[What you need to do]:
For the word "Hash", find each line in the entries where it occurs and copy that line.

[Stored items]
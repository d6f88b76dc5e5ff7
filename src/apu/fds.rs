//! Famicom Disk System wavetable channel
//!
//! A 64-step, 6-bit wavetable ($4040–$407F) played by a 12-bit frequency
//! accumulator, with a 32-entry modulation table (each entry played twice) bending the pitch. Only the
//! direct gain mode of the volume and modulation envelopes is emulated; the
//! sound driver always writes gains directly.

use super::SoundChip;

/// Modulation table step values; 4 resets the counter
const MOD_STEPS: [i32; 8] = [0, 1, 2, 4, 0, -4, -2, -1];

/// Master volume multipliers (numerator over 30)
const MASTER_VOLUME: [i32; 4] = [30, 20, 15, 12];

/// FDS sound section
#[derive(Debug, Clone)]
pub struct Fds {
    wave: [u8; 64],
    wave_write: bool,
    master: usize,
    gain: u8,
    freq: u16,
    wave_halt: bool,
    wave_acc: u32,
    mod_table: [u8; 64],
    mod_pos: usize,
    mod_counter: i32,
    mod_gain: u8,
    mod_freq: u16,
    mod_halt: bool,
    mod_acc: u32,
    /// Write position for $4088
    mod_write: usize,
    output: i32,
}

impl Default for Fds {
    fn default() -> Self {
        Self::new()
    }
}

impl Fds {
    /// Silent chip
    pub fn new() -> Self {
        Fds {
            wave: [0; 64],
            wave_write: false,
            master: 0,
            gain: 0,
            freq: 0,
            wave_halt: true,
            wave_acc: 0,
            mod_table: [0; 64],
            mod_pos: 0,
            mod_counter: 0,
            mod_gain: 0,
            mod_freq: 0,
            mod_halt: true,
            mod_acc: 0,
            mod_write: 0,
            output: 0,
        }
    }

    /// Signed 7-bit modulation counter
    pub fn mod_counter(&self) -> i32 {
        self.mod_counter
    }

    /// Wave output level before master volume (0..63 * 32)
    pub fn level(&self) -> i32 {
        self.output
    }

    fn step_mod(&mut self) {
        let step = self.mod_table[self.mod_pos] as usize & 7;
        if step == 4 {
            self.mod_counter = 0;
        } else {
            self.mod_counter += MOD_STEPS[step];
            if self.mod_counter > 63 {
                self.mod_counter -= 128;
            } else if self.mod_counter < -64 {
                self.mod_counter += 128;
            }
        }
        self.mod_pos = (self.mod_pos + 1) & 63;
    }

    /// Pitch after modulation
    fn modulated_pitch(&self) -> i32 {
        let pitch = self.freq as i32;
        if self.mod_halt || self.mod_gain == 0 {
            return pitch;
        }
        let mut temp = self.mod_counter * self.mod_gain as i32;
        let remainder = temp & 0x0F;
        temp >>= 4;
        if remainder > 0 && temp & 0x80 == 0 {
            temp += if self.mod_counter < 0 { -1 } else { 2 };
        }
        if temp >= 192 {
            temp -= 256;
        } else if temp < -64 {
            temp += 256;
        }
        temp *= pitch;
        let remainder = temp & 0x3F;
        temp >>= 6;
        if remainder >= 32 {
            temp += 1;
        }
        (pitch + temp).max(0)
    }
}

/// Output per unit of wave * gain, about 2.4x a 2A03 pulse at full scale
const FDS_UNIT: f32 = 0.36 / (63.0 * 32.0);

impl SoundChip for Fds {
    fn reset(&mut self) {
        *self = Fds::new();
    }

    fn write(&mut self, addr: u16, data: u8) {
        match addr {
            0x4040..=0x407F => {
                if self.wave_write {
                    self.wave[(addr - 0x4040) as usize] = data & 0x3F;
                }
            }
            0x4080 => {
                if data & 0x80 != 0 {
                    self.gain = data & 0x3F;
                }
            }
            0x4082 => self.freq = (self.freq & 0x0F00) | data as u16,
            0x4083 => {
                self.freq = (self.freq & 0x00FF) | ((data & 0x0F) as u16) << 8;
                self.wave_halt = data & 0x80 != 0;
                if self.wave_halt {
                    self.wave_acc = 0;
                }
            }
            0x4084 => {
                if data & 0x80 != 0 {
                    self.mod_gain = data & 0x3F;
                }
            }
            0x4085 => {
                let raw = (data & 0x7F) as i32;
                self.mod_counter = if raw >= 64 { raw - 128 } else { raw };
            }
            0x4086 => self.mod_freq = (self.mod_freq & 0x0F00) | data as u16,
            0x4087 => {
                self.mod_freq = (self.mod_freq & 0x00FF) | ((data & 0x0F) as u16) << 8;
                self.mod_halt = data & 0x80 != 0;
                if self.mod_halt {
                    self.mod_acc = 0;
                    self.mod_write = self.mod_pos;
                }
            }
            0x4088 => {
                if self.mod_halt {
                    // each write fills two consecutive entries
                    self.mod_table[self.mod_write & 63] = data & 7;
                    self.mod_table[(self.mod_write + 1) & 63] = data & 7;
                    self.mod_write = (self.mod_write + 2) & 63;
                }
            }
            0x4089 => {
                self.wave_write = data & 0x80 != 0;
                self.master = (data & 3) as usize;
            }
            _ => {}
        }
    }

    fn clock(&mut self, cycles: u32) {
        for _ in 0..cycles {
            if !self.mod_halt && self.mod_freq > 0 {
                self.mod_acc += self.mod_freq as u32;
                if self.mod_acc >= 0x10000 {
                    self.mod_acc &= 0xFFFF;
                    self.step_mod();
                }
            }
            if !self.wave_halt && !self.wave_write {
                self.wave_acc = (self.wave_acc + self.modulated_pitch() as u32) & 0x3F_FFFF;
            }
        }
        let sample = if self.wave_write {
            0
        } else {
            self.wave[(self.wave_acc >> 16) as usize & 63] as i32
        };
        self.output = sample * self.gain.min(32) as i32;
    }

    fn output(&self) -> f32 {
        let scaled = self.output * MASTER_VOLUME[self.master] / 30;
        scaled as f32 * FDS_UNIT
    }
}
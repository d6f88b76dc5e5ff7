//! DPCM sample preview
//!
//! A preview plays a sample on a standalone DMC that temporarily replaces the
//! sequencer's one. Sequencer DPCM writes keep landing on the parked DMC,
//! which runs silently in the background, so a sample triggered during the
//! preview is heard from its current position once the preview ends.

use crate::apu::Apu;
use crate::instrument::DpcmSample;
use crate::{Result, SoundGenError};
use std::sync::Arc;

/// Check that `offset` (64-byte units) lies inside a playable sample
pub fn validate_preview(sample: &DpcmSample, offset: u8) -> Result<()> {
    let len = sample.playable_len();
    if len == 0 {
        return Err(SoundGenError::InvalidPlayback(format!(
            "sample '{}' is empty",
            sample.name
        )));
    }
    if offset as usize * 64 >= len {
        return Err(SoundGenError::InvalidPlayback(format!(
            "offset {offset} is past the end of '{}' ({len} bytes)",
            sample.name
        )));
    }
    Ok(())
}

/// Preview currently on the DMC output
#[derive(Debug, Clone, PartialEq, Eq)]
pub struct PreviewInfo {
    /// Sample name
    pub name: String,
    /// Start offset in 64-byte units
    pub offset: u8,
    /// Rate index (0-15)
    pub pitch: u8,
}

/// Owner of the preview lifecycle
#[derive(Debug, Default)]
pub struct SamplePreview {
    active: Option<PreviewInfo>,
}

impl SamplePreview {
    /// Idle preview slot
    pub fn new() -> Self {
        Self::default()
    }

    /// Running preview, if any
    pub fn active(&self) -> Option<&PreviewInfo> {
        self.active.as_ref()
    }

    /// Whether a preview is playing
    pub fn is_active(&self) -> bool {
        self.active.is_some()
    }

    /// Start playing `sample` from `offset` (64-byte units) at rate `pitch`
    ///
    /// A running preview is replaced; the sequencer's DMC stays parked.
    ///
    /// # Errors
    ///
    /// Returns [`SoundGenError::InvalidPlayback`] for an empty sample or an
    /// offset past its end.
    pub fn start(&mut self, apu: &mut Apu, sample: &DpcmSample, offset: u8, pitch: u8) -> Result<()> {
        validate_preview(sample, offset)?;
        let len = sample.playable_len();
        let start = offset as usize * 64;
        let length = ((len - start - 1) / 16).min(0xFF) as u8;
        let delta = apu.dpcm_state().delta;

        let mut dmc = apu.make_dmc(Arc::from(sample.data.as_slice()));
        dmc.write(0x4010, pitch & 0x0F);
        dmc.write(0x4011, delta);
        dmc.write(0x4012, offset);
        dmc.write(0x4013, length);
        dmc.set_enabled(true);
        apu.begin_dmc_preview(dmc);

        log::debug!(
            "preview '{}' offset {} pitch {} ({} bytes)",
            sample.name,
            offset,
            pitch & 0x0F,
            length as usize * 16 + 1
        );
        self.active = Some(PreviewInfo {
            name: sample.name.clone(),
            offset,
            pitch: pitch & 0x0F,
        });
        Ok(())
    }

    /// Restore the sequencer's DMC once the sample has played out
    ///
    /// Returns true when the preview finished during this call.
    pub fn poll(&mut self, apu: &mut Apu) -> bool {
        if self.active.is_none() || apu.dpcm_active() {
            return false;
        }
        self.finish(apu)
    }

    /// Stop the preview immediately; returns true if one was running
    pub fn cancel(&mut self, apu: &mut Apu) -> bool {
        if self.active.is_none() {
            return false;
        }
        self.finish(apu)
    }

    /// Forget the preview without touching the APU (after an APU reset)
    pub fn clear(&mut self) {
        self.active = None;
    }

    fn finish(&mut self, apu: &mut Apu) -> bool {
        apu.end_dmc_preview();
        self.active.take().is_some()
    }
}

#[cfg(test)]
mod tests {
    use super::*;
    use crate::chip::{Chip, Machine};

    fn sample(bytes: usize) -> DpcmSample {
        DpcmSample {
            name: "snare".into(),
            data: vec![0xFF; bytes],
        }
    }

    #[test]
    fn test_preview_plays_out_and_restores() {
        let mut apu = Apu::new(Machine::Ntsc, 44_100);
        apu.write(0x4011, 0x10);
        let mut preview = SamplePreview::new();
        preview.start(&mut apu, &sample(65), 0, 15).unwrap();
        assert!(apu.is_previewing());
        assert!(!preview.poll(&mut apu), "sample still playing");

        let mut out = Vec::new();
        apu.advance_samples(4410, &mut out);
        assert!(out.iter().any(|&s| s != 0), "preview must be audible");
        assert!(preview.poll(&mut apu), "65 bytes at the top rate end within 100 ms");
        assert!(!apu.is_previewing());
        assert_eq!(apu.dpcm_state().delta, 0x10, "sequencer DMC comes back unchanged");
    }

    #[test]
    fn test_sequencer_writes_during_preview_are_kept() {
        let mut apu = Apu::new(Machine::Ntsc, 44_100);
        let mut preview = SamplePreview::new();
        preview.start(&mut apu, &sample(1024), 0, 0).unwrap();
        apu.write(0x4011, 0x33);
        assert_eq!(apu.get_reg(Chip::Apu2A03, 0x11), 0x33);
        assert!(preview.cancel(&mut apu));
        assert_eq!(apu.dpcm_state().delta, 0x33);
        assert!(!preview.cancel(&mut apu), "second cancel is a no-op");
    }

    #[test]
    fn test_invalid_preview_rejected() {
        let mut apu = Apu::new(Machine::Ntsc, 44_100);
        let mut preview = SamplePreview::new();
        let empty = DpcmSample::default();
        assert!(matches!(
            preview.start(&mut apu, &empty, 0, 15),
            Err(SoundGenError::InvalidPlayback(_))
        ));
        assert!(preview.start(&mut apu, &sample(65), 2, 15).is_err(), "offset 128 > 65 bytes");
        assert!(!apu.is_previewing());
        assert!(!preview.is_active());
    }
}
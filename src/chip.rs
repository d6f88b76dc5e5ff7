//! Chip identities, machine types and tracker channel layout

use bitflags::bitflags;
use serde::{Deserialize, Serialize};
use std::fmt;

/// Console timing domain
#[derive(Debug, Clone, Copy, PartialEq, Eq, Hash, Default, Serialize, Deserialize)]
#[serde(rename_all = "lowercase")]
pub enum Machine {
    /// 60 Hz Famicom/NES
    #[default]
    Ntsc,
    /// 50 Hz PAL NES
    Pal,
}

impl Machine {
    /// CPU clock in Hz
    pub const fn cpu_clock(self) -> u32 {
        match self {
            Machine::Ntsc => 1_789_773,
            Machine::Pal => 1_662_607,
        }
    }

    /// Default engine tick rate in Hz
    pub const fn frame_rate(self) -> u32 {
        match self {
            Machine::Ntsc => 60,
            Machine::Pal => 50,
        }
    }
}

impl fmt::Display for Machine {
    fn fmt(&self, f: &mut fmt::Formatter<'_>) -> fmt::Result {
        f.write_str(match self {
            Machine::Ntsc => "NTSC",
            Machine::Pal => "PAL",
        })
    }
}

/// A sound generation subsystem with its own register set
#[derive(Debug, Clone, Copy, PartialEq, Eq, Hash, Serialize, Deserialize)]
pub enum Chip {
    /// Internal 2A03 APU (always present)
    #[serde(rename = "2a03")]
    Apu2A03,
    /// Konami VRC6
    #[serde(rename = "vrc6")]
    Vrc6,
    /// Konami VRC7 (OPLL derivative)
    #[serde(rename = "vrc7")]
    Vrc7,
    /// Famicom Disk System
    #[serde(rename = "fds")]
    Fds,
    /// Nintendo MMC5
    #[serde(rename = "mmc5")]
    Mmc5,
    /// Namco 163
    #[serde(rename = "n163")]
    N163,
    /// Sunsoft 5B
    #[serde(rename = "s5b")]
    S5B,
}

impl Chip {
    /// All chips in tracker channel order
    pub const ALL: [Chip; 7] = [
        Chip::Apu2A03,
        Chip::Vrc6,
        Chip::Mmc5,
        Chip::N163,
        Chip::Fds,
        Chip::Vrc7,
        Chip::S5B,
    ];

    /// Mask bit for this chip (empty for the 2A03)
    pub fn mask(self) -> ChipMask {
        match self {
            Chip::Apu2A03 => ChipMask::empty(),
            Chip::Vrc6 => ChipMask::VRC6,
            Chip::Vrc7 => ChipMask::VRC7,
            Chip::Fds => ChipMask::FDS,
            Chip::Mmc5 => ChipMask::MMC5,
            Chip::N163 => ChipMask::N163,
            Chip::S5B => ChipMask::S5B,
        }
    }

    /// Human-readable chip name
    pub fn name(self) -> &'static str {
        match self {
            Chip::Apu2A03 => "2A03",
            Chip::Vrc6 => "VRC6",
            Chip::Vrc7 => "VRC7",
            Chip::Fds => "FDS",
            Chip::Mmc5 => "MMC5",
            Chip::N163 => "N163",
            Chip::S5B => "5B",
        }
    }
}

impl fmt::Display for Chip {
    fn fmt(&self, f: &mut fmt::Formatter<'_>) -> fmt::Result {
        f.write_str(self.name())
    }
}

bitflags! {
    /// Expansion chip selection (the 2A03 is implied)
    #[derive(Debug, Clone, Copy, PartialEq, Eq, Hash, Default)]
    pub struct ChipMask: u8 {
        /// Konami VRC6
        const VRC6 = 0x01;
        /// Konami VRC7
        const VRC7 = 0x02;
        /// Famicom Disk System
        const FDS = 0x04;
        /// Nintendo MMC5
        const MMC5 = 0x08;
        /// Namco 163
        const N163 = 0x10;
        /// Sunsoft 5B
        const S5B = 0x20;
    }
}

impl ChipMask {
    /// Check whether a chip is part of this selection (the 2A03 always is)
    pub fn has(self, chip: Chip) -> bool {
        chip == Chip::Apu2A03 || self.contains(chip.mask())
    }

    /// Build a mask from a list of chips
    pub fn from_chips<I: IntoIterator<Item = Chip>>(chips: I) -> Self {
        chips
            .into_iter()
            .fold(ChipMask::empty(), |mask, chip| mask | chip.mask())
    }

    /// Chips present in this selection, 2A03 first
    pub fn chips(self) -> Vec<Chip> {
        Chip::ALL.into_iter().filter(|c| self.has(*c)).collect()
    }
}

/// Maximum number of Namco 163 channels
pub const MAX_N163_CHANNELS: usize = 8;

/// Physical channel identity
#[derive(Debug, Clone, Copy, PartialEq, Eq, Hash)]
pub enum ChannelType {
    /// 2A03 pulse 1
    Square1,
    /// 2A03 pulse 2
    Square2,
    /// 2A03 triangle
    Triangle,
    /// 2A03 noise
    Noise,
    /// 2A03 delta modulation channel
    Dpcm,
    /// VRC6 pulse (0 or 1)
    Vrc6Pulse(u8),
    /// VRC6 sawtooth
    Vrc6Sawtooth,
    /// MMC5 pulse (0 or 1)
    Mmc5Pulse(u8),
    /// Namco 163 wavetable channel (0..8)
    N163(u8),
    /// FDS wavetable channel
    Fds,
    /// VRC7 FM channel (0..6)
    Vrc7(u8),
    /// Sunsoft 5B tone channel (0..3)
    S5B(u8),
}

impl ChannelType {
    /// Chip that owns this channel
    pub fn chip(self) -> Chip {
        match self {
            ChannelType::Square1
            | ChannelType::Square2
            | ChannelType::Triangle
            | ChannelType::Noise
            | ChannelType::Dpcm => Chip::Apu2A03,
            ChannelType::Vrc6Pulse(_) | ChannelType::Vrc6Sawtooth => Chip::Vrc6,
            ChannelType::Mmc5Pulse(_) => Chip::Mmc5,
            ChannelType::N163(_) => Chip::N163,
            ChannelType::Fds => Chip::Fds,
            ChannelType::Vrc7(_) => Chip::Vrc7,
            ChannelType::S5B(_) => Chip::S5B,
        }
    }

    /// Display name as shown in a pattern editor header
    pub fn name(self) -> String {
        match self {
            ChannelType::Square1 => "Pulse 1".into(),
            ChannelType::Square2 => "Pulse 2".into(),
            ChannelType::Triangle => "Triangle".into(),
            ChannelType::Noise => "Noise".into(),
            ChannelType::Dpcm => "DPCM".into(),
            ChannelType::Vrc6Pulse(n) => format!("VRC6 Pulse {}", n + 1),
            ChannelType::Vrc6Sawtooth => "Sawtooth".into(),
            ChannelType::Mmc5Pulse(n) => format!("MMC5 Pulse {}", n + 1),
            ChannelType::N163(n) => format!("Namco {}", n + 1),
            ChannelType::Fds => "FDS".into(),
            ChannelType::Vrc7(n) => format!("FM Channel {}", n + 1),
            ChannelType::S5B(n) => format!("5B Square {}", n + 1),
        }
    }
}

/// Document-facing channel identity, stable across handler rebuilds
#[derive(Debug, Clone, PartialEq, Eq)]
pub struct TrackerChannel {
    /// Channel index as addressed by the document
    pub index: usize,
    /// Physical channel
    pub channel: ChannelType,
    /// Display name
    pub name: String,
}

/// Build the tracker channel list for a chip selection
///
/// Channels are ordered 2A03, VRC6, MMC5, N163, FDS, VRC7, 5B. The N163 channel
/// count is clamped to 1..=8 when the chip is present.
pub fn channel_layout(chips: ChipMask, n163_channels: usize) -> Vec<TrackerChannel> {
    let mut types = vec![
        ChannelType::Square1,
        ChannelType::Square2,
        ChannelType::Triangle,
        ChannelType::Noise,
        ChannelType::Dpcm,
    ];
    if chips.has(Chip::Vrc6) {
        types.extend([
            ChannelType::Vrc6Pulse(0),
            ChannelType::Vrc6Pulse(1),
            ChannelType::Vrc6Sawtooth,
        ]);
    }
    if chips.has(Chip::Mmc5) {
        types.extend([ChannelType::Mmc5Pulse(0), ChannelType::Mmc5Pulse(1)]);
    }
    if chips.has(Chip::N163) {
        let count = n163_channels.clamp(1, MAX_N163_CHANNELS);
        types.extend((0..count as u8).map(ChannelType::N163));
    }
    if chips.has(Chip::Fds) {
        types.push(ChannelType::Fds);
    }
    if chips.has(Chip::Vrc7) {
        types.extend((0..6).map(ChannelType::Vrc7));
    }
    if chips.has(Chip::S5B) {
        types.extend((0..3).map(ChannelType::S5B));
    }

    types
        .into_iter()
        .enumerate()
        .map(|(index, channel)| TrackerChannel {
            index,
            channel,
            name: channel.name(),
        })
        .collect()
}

[Output for this exercise]:
#[derive(Debug, Clone, Copy, PartialEq, Eq, Hash, Default, Serialize, Deserialize)]
#[derive(Debug, Clone, Copy, PartialEq, Eq, Hash, Serialize, Deserialize)]
    #[derive(Debug, Clone, Copy, PartialEq, Eq, Hash, Default)]
#[derive(Debug, Clone, Copy, PartialEq, Eq, Hash)]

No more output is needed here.